Tottenham’s case is equally clear: they have leaned into verticality and pace in attack, and Semenyo would slot into a system that rewards aggressive ball-carrying and early box entries. He doesn’t need to be the primary shot-taker to add value; his threat changes defensive shapes and creates lanes for others.
What Bournemouth must weigh
Bournemouth have been a sensible seller when the terms are right, and this is no different. They value Semenyo at over £75m on performance trajectory, Premier League scarcity, and the reality that he scores against top-six opponents. Yet the release clause narrows the calculus in January.
Another relevant piece: Bristol City, who sold Semenyo to Bournemouth for around £10m in January 2023, are entitled to 20% of any profit. That clause chisels into Bournemouth’s net returns and is one reason why they’d prefer a number above the clause if dealing outside its activation window. But should a contender simply trigger the £65m clause, Bournemouth’s room to maneuver will be limited.

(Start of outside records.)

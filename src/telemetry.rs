//! State Telemetry Reader
//!
//! Listens on the device's state port and keeps the most recent parsed
//! datagram. Telemetry is informational only; takeoff is still gated on a
//! battery value read through the command channel.

use serde::Serialize;
use std::net::SocketAddr;
use std::sync::Arc;
use tello_link_shared::codec::{self, StateTelemetry};
use tello_link_shared::now_ms;
use tokio::net::UdpSocket;
use tokio::sync::{Mutex, RwLock};
use tokio::task::JoinHandle;
use tracing::{debug, info, warn};

/// One parsed state datagram with its receive time
#[derive(Debug, Clone, Serialize)]
pub struct TelemetrySample {
    pub state: StateTelemetry,
    pub received_at_ms: u64,
}

/// Background reader for the state telemetry port
pub struct TelemetryReader {
    bind: SocketAddr,
    latest: Arc<RwLock<Option<TelemetrySample>>>,
    task: Mutex<Option<(JoinHandle<()>, SocketAddr)>>,
}

impl TelemetryReader {
    pub fn new(bind: SocketAddr) -> Self {
        Self {
            bind,
            latest: Arc::new(RwLock::new(None)),
            task: Mutex::new(None),
        }
    }

    /// Start listening. Returns the bound address, or None when the port
    /// could not be bound (logged, not fatal).
    pub async fn start(&self) -> Option<SocketAddr> {
        let mut task = self.task.lock().await;
        if let Some((_, addr)) = task.as_ref() {
            return Some(*addr);
        }

        let socket = match UdpSocket::bind(self.bind).await {
            Ok(s) => s,
            Err(e) => {
                warn!("State telemetry unavailable, cannot bind {}: {}", self.bind, e);
                return None;
            }
        };
        let addr = match socket.local_addr() {
            Ok(a) => a,
            Err(e) => {
                warn!("State telemetry socket has no local address: {}", e);
                return None;
            }
        };

        let latest = self.latest.clone();
        let handle = tokio::spawn(async move {
            read_loop(socket, latest).await;
        });
        info!("State telemetry listening on {}", addr);
        *task = Some((handle, addr));
        Some(addr)
    }

    pub async fn stop(&self) {
        if let Some((handle, addr)) = self.task.lock().await.take() {
            handle.abort();
            info!("State telemetry on {} stopped", addr);
        }
    }

    pub async fn is_running(&self) -> bool {
        self.task.lock().await.is_some()
    }

    /// Latest sample, if any arrived since the reader started
    pub async fn latest(&self) -> Option<TelemetrySample> {
        self.latest.read().await.clone()
    }
}

async fn read_loop(socket: UdpSocket, latest: Arc<RwLock<Option<TelemetrySample>>>) {
    let mut buf = vec![0u8; 1024];
    loop {
        let (n, from) = match socket.recv_from(&mut buf).await {
            Ok(r) => r,
            Err(e) => {
                warn!("State telemetry receive error: {}", e);
                continue;
            }
        };

        match codec::parse_state(&buf[..n]) {
            Ok(state) => {
                *latest.write().await = Some(TelemetrySample {
                    state,
                    received_at_ms: now_ms(),
                });
            }
            Err(e) => debug!("Ignoring state datagram from {}: {}", from, e),
        }
    }
}
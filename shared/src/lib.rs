//! tello-link shared protocol types
//!
//! This crate holds everything about the drone link that does not touch a
//! socket: the closed command type, the plaintext wire codec, the flight
//! state machine, the safety policy gate and the error taxonomy.

pub mod codec;
pub mod command;
pub mod error;
pub mod safety;
pub mod state_machine;

use std::time::{SystemTime, UNIX_EPOCH};

pub use codec::{CodecError, Response, StateTelemetry};
pub use command::{Command, CommandKind, CommandStatus, MoveDirection, RotateDirection};
pub use error::{DroneError, Result};
pub use safety::{BatteryCheck, SafetyPolicy, TimeoutBudget};
pub use state_machine::{BatteryReading, DroneState, FlightStateMachine, FlightStatus, TransitionResult};

/// Get current timestamp in milliseconds since Unix epoch
pub fn now_ms() -> u64 {
    SystemTime::now()
        .duration_since(UNIX_EPOCH)
        .unwrap_or_default()
        .as_millis() as u64
}
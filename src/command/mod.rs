//! Command execution for the drone session
//!
//! This module handles:
//! - Serializing concurrent callers onto one worker (`DroneController`)
//! - Validating and dispatching requests (`CommandExecutor`)
//! - Per-request handlers (flight, emergency, status, video)

mod executor;
mod handlers;
mod serializer;

pub use executor::{CommandExecutor, CommandOutcome, OutcomeData, Request};
pub use serializer::{DroneController, DroneSnapshot, PendingRequest, StatusReport};
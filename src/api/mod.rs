//! Control endpoint consumed by the agent and tool layer

mod http;
mod response;

pub use http::{create_router, serve, ApiState, CallOptions, CALLER_HEADER};
pub use response::ControlResponse;
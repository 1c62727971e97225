//! Video channel
//!
//! The device streams its encoded video as a sequence of UDP datagrams of at
//! most `MAX_VIDEO_DATAGRAM` bytes; a shorter datagram closes the current
//! frame. Frames are kept in memory and handed to a `FrameDecoder` only when
//! a caller asks for one, so the command serializer is never involved.

use base64::engine::general_purpose::STANDARD;
use base64::Engine as _;
use bytes::{Bytes, BytesMut};
use serde::Serialize;
use std::net::SocketAddr;
use std::sync::Arc;
use tello_link_shared::{now_ms, DroneError, Result};
use tokio::net::UdpSocket;
use tokio::sync::{Mutex, RwLock};
use tokio::task::JoinHandle;
use tracing::{debug, info, warn};

/// Largest datagram the device sends on the video port
pub const MAX_VIDEO_DATAGRAM: usize = 1460;

/// Frames growing past this are discarded as corrupt
pub const MAX_FRAME_BYTES: usize = 2 * 1024 * 1024;

/// An image produced from one encoded frame
#[derive(Debug, Clone, PartialEq, Eq)]
pub struct DecodedImage {
    pub bytes: Vec<u8>,
    pub mime: &'static str,
}

/// Turns one encoded frame into a still image
pub trait FrameDecoder: Send + Sync {
    fn decode(&self, frame: &[u8]) -> Result<DecodedImage>;
}

/// Returns the encoded frame unchanged
#[derive(Debug, Default, Clone, Copy)]
pub struct PassthroughDecoder;

impl FrameDecoder for PassthroughDecoder {
    fn decode(&self, frame: &[u8]) -> Result<DecodedImage> {
        Ok(DecodedImage {
            bytes: frame.to_vec(),
            mime: "video/h264",
        })
    }
}

/// A still image as returned to callers
#[derive(Debug, Clone, PartialEq, Eq, Serialize)]
pub struct VideoFrame {
    /// Base64 of the decoded image
    pub image: String,
    pub captured_at_ms: u64,
    pub mime: String,
}

/// Reassembles frames from video datagrams
#[derive(Debug, Default)]
pub struct FrameAssembler {
    buf: BytesMut,
}

impl FrameAssembler {
    pub fn new() -> Self {
        Self::default()
    }

    /// Feed one datagram; returns a frame when this datagram completes one
    pub fn push(&mut self, datagram: &[u8]) -> Option<Bytes> {
        if self.buf.len() + datagram.len() > MAX_FRAME_BYTES {
            warn!("Dropping oversized video frame ({} bytes)", self.buf.len());
            self.buf.clear();
            return None;
        }

        self.buf.extend_from_slice(datagram);
        if datagram.len() < MAX_VIDEO_DATAGRAM && !self.buf.is_empty() {
            return Some(self.buf.split().freeze());
        }
        None
    }

    pub fn pending_len(&self) -> usize {
        self.buf.len()
    }
}

#[derive(Debug, Clone)]
struct CapturedFrame {
    data: Bytes,
    captured_at_ms: u64,
}

/// Receiver for the video port
pub struct VideoStream {
    bind: SocketAddr,
    decoder: Arc<dyn FrameDecoder>,
    latest: Arc<RwLock<Option<CapturedFrame>>>,
    task: Mutex<Option<(JoinHandle<()>, SocketAddr)>>,
}

impl VideoStream {
    pub fn new(bind: SocketAddr) -> Self {
        Self::with_decoder(bind, Arc::new(PassthroughDecoder))
    }

    pub fn with_decoder(bind: SocketAddr, decoder: Arc<dyn FrameDecoder>) -> Self {
        Self {
            bind,
            decoder,
            latest: Arc::new(RwLock::new(None)),
            task: Mutex::new(None),
        }
    }

    /// Bind the video port and start collecting frames
    pub async fn start(&self) -> Result<SocketAddr> {
        let mut task = self.task.lock().await;
        if let Some((_, addr)) = task.as_ref() {
            return Ok(*addr);
        }

        let socket = UdpSocket::bind(self.bind).await.map_err(|e| {
            DroneError::video_unavailable(format!("cannot bind {}: {}", self.bind, e))
        })?;
        let addr = socket
            .local_addr()
            .map_err(|e| DroneError::video_unavailable(e.to_string()))?;

        *self.latest.write().await = None;
        let latest = self.latest.clone();
        let handle = tokio::spawn(async move {
            receive_loop(socket, latest).await;
        });
        info!("Video receiver listening on {}", addr);
        *task = Some((handle, addr));
        Ok(addr)
    }

    pub async fn stop(&self) {
        if let Some((handle, addr)) = self.task.lock().await.take() {
            handle.abort();
            info!("Video receiver on {} stopped", addr);
        }
    }

    pub async fn is_running(&self) -> bool {
        self.task.lock().await.is_some()
    }

    /// Decode the most recent complete frame
    pub async fn latest_frame(&self) -> Result<VideoFrame> {
        if !self.is_running().await {
            return Err(DroneError::video_unavailable("video stream is not started"));
        }
        let frame = self
            .latest
            .read()
            .await
            .clone()
            .ok_or_else(|| DroneError::video_unavailable("no frame received yet"))?;

        let image = self.decoder.decode(&frame.data)?;
        Ok(VideoFrame {
            image: STANDARD.encode(&image.bytes),
            captured_at_ms: frame.captured_at_ms,
            mime: image.mime.to_string(),
        })
    }
}

async fn receive_loop(socket: UdpSocket, latest: Arc<RwLock<Option<CapturedFrame>>>) {
    let mut assembler = FrameAssembler::new();
    let mut buf = vec![0u8; 2048];
    loop {
        let n = match socket.recv(&mut buf).await {
            Ok(n) => n,
            Err(e) => {
                warn!("Video receive error: {}", e);
                continue;
            }
        };

        if let Some(data) = assembler.push(&buf[..n]) {
            debug!("Video frame complete ({} bytes)", data.len());
            *latest.write().await = Some(CapturedFrame {
                data,
                captured_at_ms: now_ms(),
            });
        }
    }
}

#[cfg(test)]
mod tests {
    use super::*;
    use std::time::Duration;

    #[test]
    fn test_short_datagram_closes_frame() {
        let mut assembler = FrameAssembler::new();
        assert!(assembler.push(&[1u8; MAX_VIDEO_DATAGRAM]).is_none());
        assert!(assembler.push(&[2u8; MAX_VIDEO_DATAGRAM]).is_none());
        assert_eq!(assembler.pending_len(), 2 * MAX_VIDEO_DATAGRAM);

        let frame = assembler.push(&[3u8; 100]).expect("frame complete");
        assert_eq!(frame.len(), 2 * MAX_VIDEO_DATAGRAM + 100);
        assert_eq!(frame[0], 1);
        assert_eq!(frame[frame.len() - 1], 3);
        assert_eq!(assembler.pending_len(), 0);
    }

    #[test]
    fn test_single_small_datagram_is_a_frame() {
        let mut assembler = FrameAssembler::new();
        let frame = assembler.push(b"\x00\x00\x00\x01sps").unwrap();
        assert_eq!(&frame[..], b"\x00\x00\x00\x01sps");
        assert!(assembler.push(&[]).is_none());
    }

    #[test]
    fn test_oversized_frame_is_dropped() {
        let mut assembler = FrameAssembler::new();
        let chunk = [0u8; MAX_VIDEO_DATAGRAM];
        for _ in 0..(MAX_FRAME_BYTES / MAX_VIDEO_DATAGRAM) {
            assembler.push(&chunk);
        }
        assert!(assembler.push(&chunk).is_none());
        assert_eq!(assembler.pending_len(), 0);
    }

    #[tokio::test]
    async fn test_frame_unavailable_until_started() {
        let video = VideoStream::new("127.0.0.1:0".parse().unwrap());
        let err = video.latest_frame().await.unwrap_err();
        assert_eq!(err.kind(), "video_unavailable");

        video.start().await.unwrap();
        let err = video.latest_frame().await.unwrap_err();
        assert_eq!(err.kind(), "video_unavailable");
        video.stop().await;
    }

    #[tokio::test]
    async fn test_latest_frame_is_base64() {
        let video = VideoStream::new("127.0.0.1:0".parse().unwrap());
        let addr = video.start().await.unwrap();

        let device = UdpSocket::bind("127.0.0.1:0").await.unwrap();
        device.send_to(b"frame", addr).await.unwrap();

        let mut frame = None;
        for _ in 0..50 {
            if let Ok(f) = video.latest_frame().await {
                frame = Some(f);
                break;
            }
            tokio::time::sleep(Duration::from_millis(10)).await;
        }
        let frame = frame.expect("frame should arrive");
        assert_eq!(frame.image, STANDARD.encode(b"frame"));
        assert_eq!(frame.mime, "video/h264");
        assert!(frame.captured_at_ms > 0);
        video.stop().await;
    }
}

“If a giant meets the clause, how long can the Cherries hold the line?”
The player profile clubs crave
Beyond goals and clauses, Semenyo’s appeal is archetypal. He brings pace to stretch deep blocks, power to survive the duels elite games demand, and a willingness to shoot when the moment appears. He’s shown he can translate Championship potential into Premier League output — a hurdle that often trips up signings in this price band.
He also tilts big matches. Those goals against Liverpool, City, United and Chelsea are not footnotes; they’re signals that the stage doesn’t shrink his game. For clubs aiming to win titles or qualify for the Champions League, that matters more than padding hauls against teams already beaten.
What happens next
Expect a quiet escalation through November and December: monitoring becomes engagement, engagement becomes scenario-planning, and by early January the release window forces choices. If a club believes Semenyo is a starter now or a near-term starter with upside, £65m in this market is purposeful money. If not, the summer’s reduced clause invites a broader auction.
For Liverpool, the AFCON calendar and existing relationships make a winter strike logical. For City and Spurs, the calculus will hinge on squad needs and how they value a mid-season disruptor versus a summer-integrated signing. For Bournemouth, this is the classic Premier League mid-table dilemma: sell at the top of the curve and reinvest, or hold a match-winner for the run-in and risk the summer discount.
Either way, Semenyo has earned this moment. From Bristol City’s prospect to Bournemouth’s battering ram, he’s become the forward every analyst circles when building a January shortlist. If the clause is the door, his performances have provided the key — and the league’s biggest clubs are already reaching for the handle.